Pending read requests can be directly waited for by buf_page_get_gen(). If read-ahead is desired, that can be implemented by adding a read completion request when handling the I/O completion.
Threadpool is capable of
- submitting tasks (task is void function with void * parameter).
- submitting asynchronous io on files and executing callbacks on io completion
- timers (execute callback in the future)
- create_background_thd() to create a true background THD which is not counted, neither can be seen in SHOW PROCESSLIS, nor they would make server hang in close_connections() when they are not freed. These background THDs are to be used to purge tasks.
- a "preshutdown" method in handler, to be calledafter connections are gone, but before plugins are shut down.
This is used by Innodb for things that were done in thd_destructor_thread previously (stop purge and FTS optimize)
The "ticker" (srv_master_thread, lock_wait_timeout_thread, srv_error_monitor_thread,srv_monitor_thread) threads are mapped to periodic timers.
IO handler threads are gone, substituted with thread_pool::submit_io() and passing the callback on completion.
However., innodb_io_read_threads and innodb_io_write_threads parameters are still used, to limit concurrency of
IO inside the threadpool.
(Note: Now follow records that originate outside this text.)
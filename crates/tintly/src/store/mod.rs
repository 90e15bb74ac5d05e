//! Theme persistence interface.
//!
//! The export engine never touches storage; callers fetch a [`Theme`]
//! through a [`ThemeStore`] and hand the snapshot to the exporters.
//! [`MemoryThemeStore`] is the in-process implementation.

mod memory;

pub use memory::MemoryThemeStore;

use serde::Deserialize;

use crate::tokens::{default_theme, ColorTokens, ScaleMap, Theme, Typography};

/// Longest accepted theme name, in characters.
pub const MAX_NAME_LEN: usize = 100;

/// Longest accepted theme description, in characters.
pub const MAX_DESCRIPTION_LEN: usize = 500;

/// Errors raised by a [`ThemeStore`].
#[derive(Debug, thiserror::Error)]
pub enum StoreError {
    /// The draft or patch failed validation.
    #[error("invalid theme: {0}")]
    Validation(String),
    /// A token group could not be encoded to or decoded from its stored text.
    #[error("failed to convert {group} tokens")]
    Serialization {
        group: &'static str,
        #[source]
        source: serde_json::Error,
    },
    /// Another thread panicked while holding the store lock.
    #[error("theme store lock poisoned")]
    Poisoned,
}

/// Create/read/update/delete access to themes keyed by id.
///
/// Lookups of unknown ids are not errors: `get` and `update` return
/// `Ok(None)` and `delete` returns `Ok(false)`.
pub trait ThemeStore: Send + Sync {
    /// All themes, most recently updated first.
    fn list(&self) -> Result<Vec<Theme>, StoreError>;

    fn get(&self, id: &str) -> Result<Option<Theme>, StoreError>;

    /// Stores a new theme. Omitted token groups are taken from the
    /// default template. The store assigns the id and timestamps.
    fn create(&self, draft: ThemeDraft) -> Result<Theme, StoreError>;

    /// Applies a patch. Each provided group replaces the stored group
    /// wholesale; groups are never merged.
    fn update(&self, id: &str, patch: ThemePatch) -> Result<Option<Theme>, StoreError>;

    /// Removes a theme, returning whether it existed.
    fn delete(&self, id: &str) -> Result<bool, StoreError>;

    /// The template new themes start from.
    fn default_template(&self) -> Theme {
        default_theme().clone()
    }
}

/// Input for [`ThemeStore::create`].
#[derive(Debug, Clone, Default, PartialEq, Eq, Deserialize)]
#[serde(rename_all = "camelCase")]
pub struct ThemeDraft {
    pub name: String,
    #[serde(default)]
    pub description: Option<String>,
    #[serde(default)]
    pub colors: Option<ColorTokens>,
    #[serde(default)]
    pub typography: Option<Typography>,
    #[serde(default)]
    pub spacing: Option<ScaleMap>,
    #[serde(default)]
    pub radius: Option<ScaleMap>,
    #[serde(default)]
    pub shadows: Option<ScaleMap>,
}

impl ThemeDraft {
    pub fn new(name: impl Into<String>) -> Self {
        Self {
            name: name.into(),
            ..Self::default()
        }
    }

    pub fn with_description(mut self, description: impl Into<String>) -> Self {
        self.description = Some(description.into());
        self
    }

    pub fn with_colors(mut self, colors: ColorTokens) -> Self {
        self.colors = Some(colors);
        self
    }

    pub fn with_typography(mut self, typography: Typography) -> Self {
        self.typography = Some(typography);
        self
    }

    pub fn with_spacing(mut self, spacing: ScaleMap) -> Self {
        self.spacing = Some(spacing);
        self
    }

    pub fn with_radius(mut self, radius: ScaleMap) -> Self {
        self.radius = Some(radius);
        self
    }

    pub fn with_shadows(mut self, shadows: ScaleMap) -> Self {
        self.shadows = Some(shadows);
        self
    }

    /// Checks name and description limits.
    pub fn validate(&self) -> Result<(), StoreError> {
        validate_name(&self.name)?;
        validate_description(self.description.as_deref())
    }
}

impl From<Theme> for ThemeDraft {
    fn from(theme: Theme) -> Self {
        Self {
            name: theme.name,
            description: theme.description,
            colors: Some(theme.colors),
            typography: Some(theme.typography),
            spacing: Some(theme.spacing),
            radius: Some(theme.radius),
            shadows: Some(theme.shadows),
        }
    }
}

/// Input for [`ThemeStore::update`]. `None` leaves a field untouched.
#[derive(Debug, Clone, Default, PartialEq, Eq, Deserialize)]
#[serde(rename_all = "camelCase")]
pub struct ThemePatch {
    #[serde(default)]
    pub name: Option<String>,
    #[serde(default)]
    pub description: Option<String>,
    #[serde(default)]
    pub colors: Option<ColorTokens>,
    #[serde(default)]
    pub typography: Option<Typography>,
    #[serde(default)]
    pub spacing: Option<ScaleMap>,
    #[serde(default)]
    pub radius: Option<ScaleMap>,
    #[serde(default)]
    pub shadows: Option<ScaleMap>,
}

impl ThemePatch {
    pub fn new() -> Self {
        Self::default()
    }

    pub fn name(mut self, name: impl Into<String>) -> Self {
        self.name = Some(name.into());
        self
    }

    pub fn description(mut self, description: impl Into<String>) -> Self {
        self.description = Some(description.into());
        self
    }

    pub fn colors(mut self, colors: ColorTokens) -> Self {
        self.colors = Some(colors);
        self
    }

    pub fn typography(mut self, typography: Typography) -> Self {
        self.typography = Some(typography);
        self
    }

    pub fn spacing(mut self, spacing: ScaleMap) -> Self {
        self.spacing = Some(spacing);
        self
    }

    pub fn radius(mut self, radius: ScaleMap) -> Self {
        self.radius = Some(radius);
        self
    }

    pub fn shadows(mut self, shadows: ScaleMap) -> Self {
        self.shadows = Some(shadows);
        self
    }

    /// Checks the limits of whichever of name and description are present.
    pub fn validate(&self) -> Result<(), StoreError> {
        if let Some(name) = &self.name {
            validate_name(name)?;
        }
        validate_description(self.description.as_deref())
    }
}

fn validate_name(name: &str) -> Result<(), StoreError> {
    if name.trim().is_empty() {
        return Err(StoreError::Validation("name must not be empty".to_string()));
    }
    if name.chars().count() > MAX_NAME_LEN {
        return Err(StoreError::Validation(format!(
            "name must be at most {} characters",
            MAX_NAME_LEN
        )));
    }
    Ok(())
}

fn validate_description(description: Option<&str>) -> Result<(), StoreError> {
    match description {
        Some(text) if text.chars().count() > MAX_DESCRIPTION_LEN => Err(StoreError::Validation(
            format!("description must be at most {} characters", MAX_DESCRIPTION_LEN),
        )),
        _ => Ok(()),
    }
}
In addition, these parameters are used to calculate io_setup() parameter on Linux , and for sizing IO control block caches
Al others threads with exception of buf_flush_page_cleaner_coordinator, recv_writer_thread, fil_crypt_thread, log_scrub_thread are gone and replaced by either tasks, timers or, as in case of purge threads, with combination of tasks and timers . The purge coordinator has idle state, where it sleeps a little and rechecks if work is still there, and for that timer was used.
Purge preallocates/caches background THDs, and purge task attach these THDs when they start, and detach when they are finished.
Sometimes there were threads that did fork/join type of work (fts_parallel..., purge), where one tasks waits for others to complete, for that special "waitable" tasks were used.
Except AIO, there were no big changes in existing logic . Some things can be improved and simplified later. The limits for different kind of tasks are still in place, i.e innodb_purge_threads are still there, only that they limit concurrency of a specific task.